Meurs Challenger
- Developer(s): Meurs HRM
- Written in: ActionScript
- Operating system: Cross-platform
- Type: Visualization
- Website: www.q1000.ro/challenger/

= Meurs Challenger =

Meurs Challenger is an online graph visualization program, with data analysis and browsing.

The software supports several graph layout algorithms, and allows the user to interact with the nodes. The displayed data can be filtered using textual search, node and edge type, or based on the graph distance between nodes.
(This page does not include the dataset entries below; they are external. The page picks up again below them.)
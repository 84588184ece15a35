//! Legal size catalog: which (width, depth) footprints exist for each
//! brick type and height class.
//!
//! Width and depth are orientation-significant; the table stores both
//! orientations of every piece explicitly and never transposes on
//! lookup.

use crate::config::HeightMode;
use crate::error::{PackerError, Result};
use crate::types::BrickType;
use serde::{Deserialize, Serialize};
use std::collections::{HashMap, HashSet};

/// Height class of a catalog entry: one plate tall or one brick
/// (three plates) tall.
#[derive(Debug, Clone, Copy, PartialEq, Eq, Hash, Serialize, Deserialize)]
#[serde(rename_all = "snake_case")]
pub enum HeightClass {
    Flat,
    Tall,
}

impl HeightClass {
    /// Recorded footprint height in grid units.
    pub fn footprint_height(&self) -> i32 {
        match self {
            HeightClass::Flat => 1,
            HeightClass::Tall => 3,
        }
    }

    /// Key-layers a footprint of this class consumes. In TALL mode the
    /// grid itself is brick-height resolution, so a tall footprint
    /// still spans one key-layer.
    pub fn layers_consumed(&self, mode: HeightMode) -> i32 {
        match (self, mode) {
            (HeightClass::Flat, _) => 1,
            (HeightClass::Tall, HeightMode::Tall) => 1,
            (HeightClass::Tall, _) => 3,
        }
    }
}

impl std::fmt::Display for HeightClass {
    fn fmt(&self, f: &mut std::fmt::Formatter<'_>) -> std::fmt::Result {
        match self {
            HeightClass::Flat => write!(f, "flat"),
            HeightClass::Tall => write!(f, "tall"),
        }
    }
}

/// Immutable lookup of permitted footprints.
#[derive(Debug, Clone, Serialize, Deserialize)]
pub struct LegalSizeCatalog {
    sizes: HashMap<HeightClass, HashMap<BrickType, HashSet<(i32, i32)>>>,
}

/// Canonical plate footprints (width <= depth; both orientations are
/// inserted).
const PLATE_SIZES: &[(i32, i32)] = &[
    (1, 1),
    (1, 2),
    (1, 3),
    (1, 4),
    (1, 6),
    (1, 8),
    (1, 10),
    (1, 12),
    (2, 2),
    (2, 3),
    (2, 4),
    (2, 6),
    (2, 8),
    (2, 10),
    (2, 12),
    (2, 16),
    (3, 3),
    (4, 4),
    (4, 6),
    (4, 8),
    (4, 10),
    (4, 12),
    (6, 6),
    (6, 8),
    (6, 10),
    (6, 12),
    (6, 14),
    (6, 16),
    (8, 8),
    (8, 11),
    (8, 16),
    (16, 16),
];

/// Canonical brick footprints.
const BRICK_SIZES: &[(i32, i32)] = &[
    (1, 1),
    (1, 2),
    (1, 3),
    (1, 4),
    (1, 6),
    (1, 8),
    (1, 10),
    (1, 12),
    (1, 16),
    (2, 2),
    (2, 3),
    (2, 4),
    (2, 6),
    (2, 8),
    (2, 10),
];

/// Canonical slope footprints. Slopes run along their depth axis, so
/// the assortment is narrower than for plain bricks.
const SLOPE_SIZES: &[(i32, i32)] = &[
    (1, 1),
    (1, 2),
    (1, 3),
    (1, 4),
    (2, 2),
    (2, 3),
    (2, 4),
    (2, 6),
    (2, 8),
    (3, 3),
];

/// Canonical inverted-slope footprints.
const SLOPE_INVERTED_SIZES: &[(i32, i32)] = &[(1, 1), (1, 2), (1, 3), (2, 2), (2, 3)];

impl Default for LegalSizeCatalog {
    fn default() -> Self {
        let mut catalog = Self {
            sizes: HashMap::new(),
        };
        catalog.add_all(HeightClass::Flat, BrickType::Plate, PLATE_SIZES);
        catalog.add_all(HeightClass::Tall, BrickType::Brick, BRICK_SIZES);
        catalog.add_all(HeightClass::Tall, BrickType::Slope, SLOPE_SIZES);
        catalog.add_all(
            HeightClass::Tall,
            BrickType::SlopeInverted,
            SLOPE_INVERTED_SIZES,
        );
        // Round pieces: 1x1 round plate/brick plus the 2x2 round brick.
        catalog.add_all(HeightClass::Flat, BrickType::Cylinder, &[(1, 1)]);
        catalog.add_all(HeightClass::Tall, BrickType::Cylinder, &[(1, 1), (2, 2)]);
        // Custom objects occupy a single cell per instance.
        catalog.add_all(HeightClass::Flat, BrickType::Custom, &[(1, 1)]);
        catalog.add_all(HeightClass::Tall, BrickType::Custom, &[(1, 1)]);
        catalog
    }
}

impl LegalSizeCatalog {
    /// An empty catalog; populate with [`add`](Self::add).
    pub fn empty() -> Self {
        Self {
            sizes: HashMap::new(),
        }
    }

    /// Permit a footprint, in both orientations.
    pub fn add(&mut self, class: HeightClass, brick_type: BrickType, width: i32, depth: i32) {
        let entry = self
            .sizes
            .entry(class)
            .or_default()
            .entry(brick_type)
            .or_default();
        entry.insert((width, depth));
        entry.insert((depth, width));
    }

    fn add_all(&mut self, class: HeightClass, brick_type: BrickType, sizes: &[(i32, i32)]) {
        for &(w, d) in sizes {
            self.add(class, brick_type, w, d);
        }
    }

    fn entries(&self, class: HeightClass, brick_type: BrickType) -> Option<&HashSet<(i32, i32)>> {
        self.sizes.get(&class)?.get(&brick_type)
    }

    /// Map a cell's type to the type actually looked up in the given
    /// class: types with no entries there fall back to the class's
    /// plain shape.
    pub fn resolve_type(&self, brick_type: BrickType, class: HeightClass) -> BrickType {
        if self.entries(class, brick_type).is_some() {
            brick_type
        } else {
            match class {
                HeightClass::Flat => BrickType::Plate,
                HeightClass::Tall => BrickType::Brick,
            }
        }
    }

    /// Whether a type only exists in the tall class (so a mixed-mode
    /// build must not degrade it to a plate if it can avoid it).
    pub fn tall_only(&self, brick_type: BrickType) -> bool {
        self.entries(HeightClass::Tall, brick_type).is_some()
            && self.entries(HeightClass::Flat, brick_type).is_none()
    }

    /// Membership test: is (width, depth) exactly a permitted footprint?
    pub fn legal(&self, width: i32, depth: i32, brick_type: BrickType, class: HeightClass) -> bool {
        self.entries(class, self.resolve_type(brick_type, class))
            .is_some_and(|set| set.contains(&(width, depth)))
    }

    /// Prefix test: can (width, depth) still grow into some permitted
    /// footprint?
    pub fn fits_within(
        &self,
        width: i32,
        depth: i32,
        brick_type: BrickType,
        class: HeightClass,
    ) -> bool {
        self.entries(class, self.resolve_type(brick_type, class))
            .is_some_and(|set| set.iter().any(|&(w, d)| w >= width && d >= depth))
    }

    /// The largest permitted footprint within a grown bound: maximum
    /// area, ties broken toward larger width, then larger depth.
    pub fn largest_within(
        &self,
        width: i32,
        depth: i32,
        brick_type: BrickType,
        class: HeightClass,
    ) -> Option<(i32, i32)> {
        self.entries(class, self.resolve_type(brick_type, class))?
            .iter()
            .filter(|&&(w, d)| w <= width && d <= depth)
            .max_by_key(|&&(w, d)| (w * d, w, d))
            .copied()
    }

    /// Verify that every listed type can produce a 1x1 in every listed
    /// class (after fallback mapping). The merge engine relies on the
    /// 1x1 as its unconditional fallback footprint.
    pub fn validate(&self, brick_types: &[BrickType], classes: &[HeightClass]) -> Result<()> {
        for &class in classes {
            for &brick_type in brick_types {
                if !self.legal(1, 1, brick_type, class) {
                    return Err(PackerError::Configuration {
                        brick_type,
                        height_class: class,
                    });
                }
            }
        }
        Ok(())
    }
}
//! Error types for the brick packer.

use crate::catalog::HeightClass;
use crate::types::{BrickType, GridPosition};
use thiserror::Error;

/// Result type alias using PackerError.
pub type Result<T> = std::result::Result<T, PackerError>;

/// Main error type for brick packing operations.
#[derive(Error, Debug)]
pub enum PackerError {
    /// The catalog cannot produce a 1x1 footprint for a type in play.
    /// A well-formed catalog never triggers this.
    #[error("catalog has no 1x1 entry for {brick_type} at height class {height_class}")]
    Configuration {
        brick_type: BrickType,
        height_class: HeightClass,
    },

    /// The engine attempted to consume a cell that is already owned or
    /// was already visited this pass. Programmer error, never
    /// user-triggerable.
    #[error("cell {0} is already owned or was already attempted this pass")]
    Consistency(GridPosition),

    /// The caller aborted the build. The grid is rolled back to the
    /// last fully committed layer.
    #[error("build cancelled")]
    Cancelled,

    /// Failed to parse JSON data.
    #[error("JSON parse error: {0}")]
    Json(#[from] serde_json::Error),

    /// I/O error during file operations.
    #[error("I/O error: {0}")]
    Io(#[from] std::io::Error),
}
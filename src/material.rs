//! Material resolution: one display material per committed footprint.
//!
//! SOURCE mode is also what arms the merge engine's compatibility
//! check; the other modes never inspect cell materials, so mixing is
//! harmless under them.

use crate::config::{BuildConfig, MaterialMode};
use crate::grid::{BrickGrid, FootprintId};
use rand::rngs::StdRng;
use rand::{Rng, SeedableRng};
use std::collections::HashMap;

/// Resolve the material for one footprint. Returns `None` when the
/// mode assigns nothing or the lookup misses; misses degrade, they
/// never fail the build.
pub fn resolve(grid: &BrickGrid, id: FootprintId, config: &BuildConfig, z_step: i32) -> Option<String> {
    match config.material_mode {
        MaterialMode::None => None,
        MaterialMode::Custom => config.custom_material.clone(),
        MaterialMode::Source => resolve_from_source(grid, id, z_step),
        MaterialMode::Random => resolve_from_palette(config, id),
    }
}

/// Keep the member material with the highest occupancy value; break
/// ties among fully-internal members by taking the most frequent name
/// (then the lexicographically smallest, for determinism).
fn resolve_from_source(grid: &BrickGrid, id: FootprintId, z_step: i32) -> Option<String> {
    let footprint = grid.footprint(id)?;
    let mut highest_val = f32::MIN;
    let mut best: Option<&str> = None;
    let mut internal_mats: Vec<&str> = Vec::new();
    for pos in BrickGrid::member_positions(footprint.anchor, footprint.size, z_step) {
        let Some(cell) = grid.cell(pos) else { continue };
        let Some(mat) = cell.material.as_deref() else {
            continue;
        };
        if cell.val >= highest_val {
            highest_val = cell.val;
            best = Some(mat);
        }
        if cell.val == 1.0 {
            internal_mats.push(mat);
        }
    }
    if internal_mats.len() > 1 {
        best = most_common(&internal_mats);
    }
    best.map(str::to_owned)
}

fn most_common<'a>(names: &[&'a str]) -> Option<&'a str> {
    let mut counts: HashMap<&str, usize> = HashMap::new();
    for &name in names {
        *counts.entry(name).or_default() += 1;
    }
    counts
        .into_iter()
        .max_by(|a, b| a.1.cmp(&b.1).then(b.0.cmp(a.0)))
        .map(|(name, _)| name)
}

/// Seeded pick from the user palette: each footprint index draws its
/// own deterministic sample.
fn resolve_from_palette(config: &BuildConfig, id: FootprintId) -> Option<String> {
    if config.random_palette.is_empty() {
        return None;
    }
    if config.random_palette.len() == 1 {
        return config.random_palette.first().cloned();
    }
    let mut rng = StdRng::seed_from_u64(config.random_mat_seed.wrapping_add(id.index() as u64));
    let idx = rng.gen_range(0..config.random_palette.len());
    config.random_palette.get(idx).cloned()
}
//! Direction types and surface-normal classification.
//!
//! External mesh synthesis uses these to orient logo embossing and
//! slope-brick variants: a source-surface normal is snapped to the
//! nearest axis direction, and the direction decides the flip/rotate
//! flags of the generated brick mesh.

use glam::Vec3;
use serde::{Deserialize, Serialize};

/// Default snap tolerance for normal classification, in degrees.
pub const DEFAULT_MAX_ANGLE_DEG: f32 = 40.0;

/// The six cardinal axis directions.
#[derive(Debug, Clone, Copy, PartialEq, Eq, Hash, Serialize, Deserialize)]
#[serde(rename_all = "snake_case")]
pub enum Direction {
    XPos,
    XNeg,
    YPos,
    YNeg,
    ZPos,
    ZNeg,
}

impl Direction {
    /// All six directions in order.
    pub const ALL: [Direction; 6] = [
        Direction::XPos,
        Direction::XNeg,
        Direction::YPos,
        Direction::YNeg,
        Direction::ZPos,
        Direction::ZNeg,
    ];

    /// Get the grid offset for this direction.
    pub fn offset(&self) -> (i32, i32, i32) {
        match self {
            Direction::XPos => (1, 0, 0),
            Direction::XNeg => (-1, 0, 0),
            Direction::YPos => (0, 1, 0),
            Direction::YNeg => (0, -1, 0),
            Direction::ZPos => (0, 0, 1),
            Direction::ZNeg => (0, 0, -1),
        }
    }

    /// Get the unit normal vector for this direction.
    pub fn normal(&self) -> Vec3 {
        let (x, y, z) = self.offset();
        Vec3::new(x as f32, y as f32, z as f32)
    }

    /// Get the opposite direction.
    pub fn opposite(&self) -> Direction {
        match self {
            Direction::XPos => Direction::XNeg,
            Direction::XNeg => Direction::XPos,
            Direction::YPos => Direction::YNeg,
            Direction::YNeg => Direction::YPos,
            Direction::ZPos => Direction::ZNeg,
            Direction::ZNeg => Direction::ZPos,
        }
    }

    /// Get the axis this direction is on.
    pub fn axis(&self) -> Axis {
        match self {
            Direction::XPos | Direction::XNeg => Axis::X,
            Direction::YPos | Direction::YNeg => Axis::Y,
            Direction::ZPos | Direction::ZNeg => Axis::Z,
        }
    }

    /// Derive the mesh flip/rotate flags for this direction: meshes are
    /// modeled facing X+, so negative directions flip and Y directions
    /// rotate a quarter turn.
    pub fn flip_rotate(&self) -> (bool, bool) {
        let flip = matches!(self, Direction::XNeg | Direction::YNeg);
        let rotate = matches!(self, Direction::YPos | Direction::YNeg);
        (flip, rotate)
    }
}

impl std::fmt::Display for Direction {
    fn fmt(&self, f: &mut std::fmt::Formatter<'_>) -> std::fmt::Result {
        match self {
            Direction::XPos => write!(f, "x+"),
            Direction::XNeg => write!(f, "x-"),
            Direction::YPos => write!(f, "y+"),
            Direction::YNeg => write!(f, "y-"),
            Direction::ZPos => write!(f, "z+"),
            Direction::ZNeg => write!(f, "z-"),
        }
    }
}

/// The three axes.
#[derive(Debug, Clone, Copy, PartialEq, Eq, Hash, Serialize, Deserialize)]
#[serde(rename_all = "lowercase")]
pub enum Axis {
    X,
    Y,
    Z,
}

/// The eight half-height slope directions: a horizontal cardinal
/// combined with an upward or downward tilt.
#[derive(Debug, Clone, Copy, PartialEq, Eq, Hash, Serialize, Deserialize)]
#[serde(rename_all = "snake_case")]
pub enum SlopeDirection {
    UpXPos,
    UpXNeg,
    UpYPos,
    UpYNeg,
    DownXPos,
    DownXNeg,
    DownYPos,
    DownYNeg,
}

impl SlopeDirection {
    /// All eight slope directions in order.
    pub const ALL: [SlopeDirection; 8] = [
        SlopeDirection::UpXPos,
        SlopeDirection::UpXNeg,
        SlopeDirection::UpYPos,
        SlopeDirection::UpYNeg,
        SlopeDirection::DownXPos,
        SlopeDirection::DownXNeg,
        SlopeDirection::DownYPos,
        SlopeDirection::DownYNeg,
    ];

    /// The (unnormalized) reference normal of a half-height slope face
    /// tilted this way.
    pub fn reference_normal(&self) -> Vec3 {
        let (h, z) = match self {
            SlopeDirection::UpXPos => (Vec3::X, 0.5),
            SlopeDirection::UpXNeg => (Vec3::NEG_X, 0.5),
            SlopeDirection::UpYPos => (Vec3::Y, 0.5),
            SlopeDirection::UpYNeg => (Vec3::NEG_Y, 0.5),
            SlopeDirection::DownXPos => (Vec3::X, -0.5),
            SlopeDirection::DownXNeg => (Vec3::NEG_X, -0.5),
            SlopeDirection::DownYPos => (Vec3::Y, -0.5),
            SlopeDirection::DownYNeg => (Vec3::NEG_Y, -0.5),
        };
        h + Vec3::new(0.0, 0.0, z)
    }

    /// The horizontal cardinal component of this slope direction.
    pub fn horizontal(&self) -> Direction {
        match self {
            SlopeDirection::UpXPos | SlopeDirection::DownXPos => Direction::XPos,
            SlopeDirection::UpXNeg | SlopeDirection::DownXNeg => Direction::XNeg,
            SlopeDirection::UpYPos | SlopeDirection::DownYPos => Direction::YPos,
            SlopeDirection::UpYNeg | SlopeDirection::DownYNeg => Direction::YNeg,
        }
    }

    /// Whether the slope faces upward (a regular slope brick) rather
    /// than downward (an inverted one).
    pub fn is_upward(&self) -> bool {
        matches!(
            self,
            SlopeDirection::UpXPos
                | SlopeDirection::UpXNeg
                | SlopeDirection::UpYPos
                | SlopeDirection::UpYNeg
        )
    }

    /// Flip/rotate flags, taken from the horizontal component.
    pub fn flip_rotate(&self) -> (bool, bool) {
        self.horizontal().flip_rotate()
    }
}

/// Chord length on the unit sphere corresponding to an angle in
/// degrees.
fn chord(angle_deg: f32) -> f32 {
    2.0 * (angle_deg.to_radians() / 2.0).sin()
}

/// Snap a unit surface normal to the nearest cardinal direction, if it
/// lies within `max_angle_deg` of one.
pub fn classify_direction(normal: Vec3, max_angle_deg: f32) -> Option<Direction> {
    let max_dist = chord(max_angle_deg);
    let mut best = None;
    let mut best_dist = max_dist;
    for dir in Direction::ALL {
        let dist = (dir.normal() - normal).length();
        if dist < best_dist {
            best_dist = dist;
            best = Some(dir);
        }
    }
    best
}

/// Snap a unit surface normal to the nearest half-height slope
/// direction. Normals outside the slope band (|z| not in (0.2, 0.8))
/// never classify: they are flat enough for a plain brick or steep
/// enough for a top/bottom face.
pub fn classify_slope_direction(normal: Vec3, max_angle_deg: f32) -> Option<SlopeDirection> {
    let z = normal.z;
    if !(0.2..0.8).contains(&z.abs()) {
        return None;
    }
    let max_dist = chord(max_angle_deg);
    let mut best = None;
    let mut best_dist = max_dist;
    for dir in SlopeDirection::ALL {
        let dist = (dir.reference_normal().normalize() - normal).length();
        if dist < best_dist {
            best_dist = dist;
            best = Some(dir);
        }
    }
    best
}
//! Shared types used throughout the library.

mod direction;

pub use direction::{
    classify_direction, classify_slope_direction, Axis, Direction, SlopeDirection,
    DEFAULT_MAX_ANGLE_DEG,
};

use serde::{Deserialize, Serialize};

/// A cell position in the sparse grid. Z is up; consecutive z values
/// are vertically adjacent key-layers.
#[derive(Debug, Clone, Copy, PartialEq, Eq, Hash, PartialOrd, Ord, Serialize, Deserialize)]
pub struct GridPosition {
    pub x: i32,
    pub y: i32,
    pub z: i32,
}

impl GridPosition {
    pub fn new(x: i32, y: i32, z: i32) -> Self {
        Self { x, y, z }
    }

    /// Get the neighboring position in the given direction.
    pub fn neighbor(&self, direction: Direction) -> Self {
        let (dx, dy, dz) = direction.offset();
        Self {
            x: self.x + dx,
            y: self.y + dy,
            z: self.z + dz,
        }
    }

    /// Position directly above (next key-layer up).
    pub fn above(&self) -> Self {
        Self::new(self.x, self.y, self.z + 1)
    }

    /// Position directly below (next key-layer down).
    pub fn below(&self) -> Self {
        Self::new(self.x, self.y, self.z - 1)
    }
}

impl std::fmt::Display for GridPosition {
    fn fmt(&self, f: &mut std::fmt::Formatter<'_>) -> std::fmt::Result {
        write!(f, "({},{},{})", self.x, self.y, self.z)
    }
}

/// Extent of a footprint in grid units. `height` is a multiple of the
/// active z-step: 1 for plates, 3 for bricks.
#[derive(Debug, Clone, Copy, PartialEq, Eq, Hash, Serialize, Deserialize)]
pub struct FootprintSize {
    pub width: i32,
    pub depth: i32,
    pub height: i32,
}

impl FootprintSize {
    pub fn new(width: i32, depth: i32, height: i32) -> Self {
        Self {
            width,
            depth,
            height,
        }
    }

    /// Plan-view area in cells.
    pub fn area(&self) -> i32 {
        self.width * self.depth
    }

    /// Width/depth normalized so orientation does not matter. Used for
    /// usage reporting, where a 1x2 and a 2x1 are the same piece.
    pub fn normalized(&self) -> (i32, i32, i32) {
        (
            self.width.min(self.depth),
            self.width.max(self.depth),
            self.height,
        )
    }
}

impl std::fmt::Display for FootprintSize {
    fn fmt(&self, f: &mut std::fmt::Formatter<'_>) -> std::fmt::Result {
        write!(f, "{}x{}x{}", self.width, self.depth, self.height)
    }
}

/// The closed set of brick shapes. Custom geometry is selected by the
/// cell's `custom_index`, not by extra enum variants.
#[derive(
    Debug, Clone, Copy, PartialEq, Eq, Hash, PartialOrd, Ord, Serialize, Deserialize,
)]
#[serde(rename_all = "snake_case")]
pub enum BrickType {
    Brick,
    Plate,
    Slope,
    SlopeInverted,
    Cylinder,
    Custom,
}

impl BrickType {
    /// All brick types in order.
    pub const ALL: [BrickType; 6] = [
        BrickType::Brick,
        BrickType::Plate,
        BrickType::Slope,
        BrickType::SlopeInverted,
        BrickType::Cylinder,
        BrickType::Custom,
    ];

    /// Whether this type's bottom face is flat, hiding the top of the
    /// cell below it.
    pub fn obscures_below(&self) -> bool {
        matches!(
            self,
            BrickType::Brick | BrickType::Plate | BrickType::Slope | BrickType::Cylinder
        )
    }

    /// Whether this type's top face is flat, hiding the underside of
    /// the cell above it.
    pub fn obscures_above(&self) -> bool {
        matches!(
            self,
            BrickType::Brick | BrickType::Plate | BrickType::SlopeInverted | BrickType::Cylinder
        )
    }
}

impl std::fmt::Display for BrickType {
    fn fmt(&self, f: &mut std::fmt::Formatter<'_>) -> std::fmt::Result {
        match self {
            BrickType::Brick => write!(f, "brick"),
            BrickType::Plate => write!(f, "plate"),
            BrickType::Slope => write!(f, "slope"),
            BrickType::SlopeInverted => write!(f, "slope_inverted"),
            BrickType::Cylinder => write!(f, "cylinder"),
            BrickType::Custom => write!(f, "custom"),
        }
    }
}

/// Tri-state exposure of a cell face. `Unknown` until the propagator
/// has run over the cell's footprint.
#[derive(Debug, Clone, Copy, PartialEq, Eq, Serialize, Deserialize, Default)]
#[serde(rename_all = "snake_case")]
pub enum Exposure {
    #[default]
    Unknown,
    Exposed,
    Covered,
}

impl Exposure {
    pub fn is_exposed(&self) -> bool {
        matches!(self, Exposure::Exposed)
    }
}

#[cfg(test)]
mod tests {
    use super::*;

    #[test]
    fn test_neighbor_offsets() {
        let pos = GridPosition::new(3, 5, 7);
        assert_eq!(pos.neighbor(Direction::XPos), GridPosition::new(4, 5, 7));
        assert_eq!(pos.neighbor(Direction::YNeg), GridPosition::new(3, 4, 7));
        assert_eq!(pos.above(), GridPosition::new(3, 5, 8));
        assert_eq!(pos.below(), GridPosition::new(3, 5, 6));
    }

    #[test]
    fn test_size_normalized() {
        assert_eq!(FootprintSize::new(4, 2, 1).normalized(), (2, 4, 1));
        assert_eq!(FootprintSize::new(2, 4, 1).normalized(), (2, 4, 1));
    }

    #[test]
    fn test_obscuring_sets() {
        // Slope has a flat bottom but a slanted top.
        assert!(BrickType::Slope.obscures_below());
        assert!(!BrickType::Slope.obscures_above());
        // Inverted slope is the mirror case.
        assert!(!BrickType::SlopeInverted.obscures_below());
        assert!(BrickType::SlopeInverted.obscures_above());
        // Custom geometry is unknown, so it hides nothing.
        assert!(!BrickType::Custom.obscures_below());
        assert!(!BrickType::Custom.obscures_above());
    }
}
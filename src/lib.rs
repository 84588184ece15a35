//! # Brick Packer
//!
//! A Rust library for merging voxelized models into minimal,
//! catalog-legal brick layouts.
//!
//! ## Overview
//!
//! This library takes a sparse 3D occupancy grid — one [`CellRecord`]
//! per drawn voxel, produced by an external voxelization step — and
//! greedily merges cells into rectangular [`Footprint`]s drawn from a
//! [`LegalSizeCatalog`] of real brick sizes. It then computes per-cell
//! top/bottom exposure and resolves one display material per
//! footprint. Mesh generation, UV sampling and host-application
//! integration are left to the caller.
//!
//! ## Quick Start
//!
//! ```ignore
//! use brick_packer::{BrickGrid, BuildConfig, LegalSizeCatalog, Packer};
//!
//! // Build a grid from externally voxelized cells
//! let mut grid = BrickGrid::from_cells(my_cells);
//!
//! // Create a packer with the standard brick assortment
//! let packer = Packer::with_config(LegalSizeCatalog::default(), BuildConfig::default());
//!
//! // Merge in place; the report summarizes the bricks used
//! let report = packer.pack(&mut grid)?;
//! for ((w, d, h), brick_type) in &report.bricks_used {
//!     println!("{}x{}x{} {}", w, d, h, brick_type);
//! }
//! ```
//!
//! ## Orientation metadata
//!
//! Mesh synthesis can snap source-surface normals to axis directions
//! with [`classify_direction`] / [`classify_slope_direction`] and
//! derive the flip/rotate flags of slope and logo meshes from the
//! resulting [`Direction`].

pub mod catalog;
pub mod config;
pub mod error;
pub mod exposure;
pub mod grid;
pub mod material;
pub mod merge;
pub mod scheduler;
pub mod types;

// Re-export main types for convenience
pub use catalog::{HeightClass, LegalSizeCatalog};
pub use config::{BuildConfig, HeightMode, MaterialMode, MergeOrder};
pub use error::{PackerError, Result};
pub use exposure::footprint_exposure;
pub use grid::{BrickGrid, CellRecord, Footprint, FootprintId};
pub use scheduler::{BuildReport, CancelToken, Packer};
pub use types::{
    classify_direction, classify_slope_direction, Axis, BrickType, Direction, Exposure,
    FootprintSize, GridPosition, SlopeDirection, DEFAULT_MAX_ANGLE_DEG,
};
Written in ActionScript, the program runs on Windows, Linux, macOS and other platforms that support the Adobe Flash Player.

Meurs Challenger was the winner at the 2011 edition of the International Symposium on Graph Drawing, in the large graph category.

It is publicly available as a Facebook application, which displays the network graph of the user's friends.

==Implementation approach==
The main problem in network visualization is to reduce data complexity by projecting a multivariate data matrix onto a lower-dimensional planar display space, which is achieved by proper node positioning.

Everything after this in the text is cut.